No segundo episódio, o problema foi com o presidente da Venezuela, Nicolas Maduro, que visitou o Brasil no contexto de uma reunião de líderes regionais. Lula deu longas e polêmicas declarações simpáticas a Maduro, inclusive numa coletiva conjunta, ressaltando até mesmo a democracia na Venezuela. Tais declarações, a seguir, foram frontalmente questionadas pelos outros líderes latino-americanos participantes da reunião, como os presidentes Chile, Gabriel Boric, e do Uruguai, Luis Alberto Lacalle Pou. Um vexame.

Os desgastes com o Legislativo e na política externa pareciam compor um quadro ruim para o novo governo em seu quinto mês. O anúncio um tanto atrapalhado de uma estratégia de “neoindustrialização” pelo vice-presidente, e ministro do Desenvolvimento, Indústria, Comércio e Serviços, Geraldo Alckmin, e em seguida a de apoio ao “carro popular” em nada alteraram a impressão já se firmando de um governo sem projeto na economia, recorrendo aos programas de administrações petistas do passado e muito flagrantemente improvisando.

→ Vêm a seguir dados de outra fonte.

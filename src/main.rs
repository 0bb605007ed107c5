use std::sync::Arc;
use std::time::Duration;

use anyhow::Result;
use clap::Parser;
use dotenvy::dotenv;
use tokio::sync::watch;
use tracing::{info, warn};

use form_pilot::brain::{OpenAiOracle, Oracle};
use form_pilot::config::{self, DispatchSettings, SchedulerSettings};
use form_pilot::face;
use form_pilot::hands::{ChromeLauncher, LaunchSettings};
use form_pilot::jobs::{JobDispatcher, JobRegistry, JobScheduler, sample_value_sets};

/// Form-filling job server: HTTP API, job dispatcher and sample-job scheduler.
#[derive(Debug, Parser)]
#[command(version, about)]
struct Args {
    /// First port to try; the next nine are tried if it is taken.
    #[arg(long, default_value_t = 3000)]
    port: u16,

    /// Show the browser window instead of running headless.
    #[arg(long)]
    headed: bool,

    /// Do not enqueue sample jobs.
    #[arg(long)]
    no_scheduler: bool,

    /// Minutes between scheduled sample jobs.
    #[arg(long, default_value_t = 5)]
    schedule_minutes: u64,

    /// Perception cycles allowed per job (0 = unlimited).
    #[arg(long, default_value_t = 100)]
    max_cycles: usize,

    /// Wall-clock limit per job in seconds (0 = unlimited).
    #[arg(long, default_value_t = 600)]
    job_timeout_secs: u64,

    #[arg(long, default_value = "info")]
    log_level: String,
}

#[tokio::main]
async fn main() -> Result<()> {
    dotenv().ok();
    let args = Args::parse();
    config::init_logging(&args.log_level);

    let oracle = OpenAiOracle::from_env()?;
    info!(model = oracle.model(), "oracle ready");
    let oracle: Arc<dyn Oracle> = Arc::new(oracle);

    let registry = JobRegistry::new();

    let mut dispatch = DispatchSettings::default();
    dispatch.agent.max_cycles = (args.max_cycles > 0).then_some(args.max_cycles);
    dispatch.job_timeout = (args.job_timeout_secs > 0).then(|| Duration::from_secs(args.job_timeout_secs));

    let launcher = ChromeLauncher::new(LaunchSettings {
        headless: !args.headed,
        ..LaunchSettings::default()
    });
    let (stop, shutdown) = watch::channel(false);
    let mut workers = Vec::new();

    let dispatcher = JobDispatcher::new(registry.clone(), Arc::new(launcher), oracle, dispatch);
    workers.push(tokio::spawn(dispatcher.run(shutdown.clone())));

    if !args.no_scheduler {
        let scheduler = JobScheduler::new(
            registry.clone(),
            sample_value_sets(),
            SchedulerSettings {
                interval: Duration::from_secs(args.schedule_minutes.max(1) * 60),
            },
        );
        workers.push(tokio::spawn(scheduler.run(shutdown)));
    }

    tokio::select! {
        served = face::serve(face::router(registry), args.port) => served?,
        _ = tokio::signal::ctrl_c() => info!("shutdown requested, finishing current job"),
    }

    let _ = stop.send(true);
    for worker in workers {
        if let Err(e) = worker.await {
            warn!(error = %e, "background task ended abnormally");
        }
    }
    Ok(())
}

Foi então que veio a notícia do crescimento do PIB no primeiro trimestre: 1,9% de crescimento no trimestre sobre o trimestre anterior era um número muito forte, e bem maior que a mediana das expectativas. Em condições normais uma notícia boa, porém, a explicação para a surpresa residiu integralmente no comportamento do PIB agropecuário, 21,6% de crescimento no trimestre sobre o trimestre anterior. Era um “Pibão desconfortável”, conforme definiu um observador atento, uma vez que o governo parece associar o agro ao governo anterior.

De toda maneira, foi uma boa notícia de envergadura suficiente para colocar tudo o mais em perspectiva. Outro empate salvador, nos últimos minutos.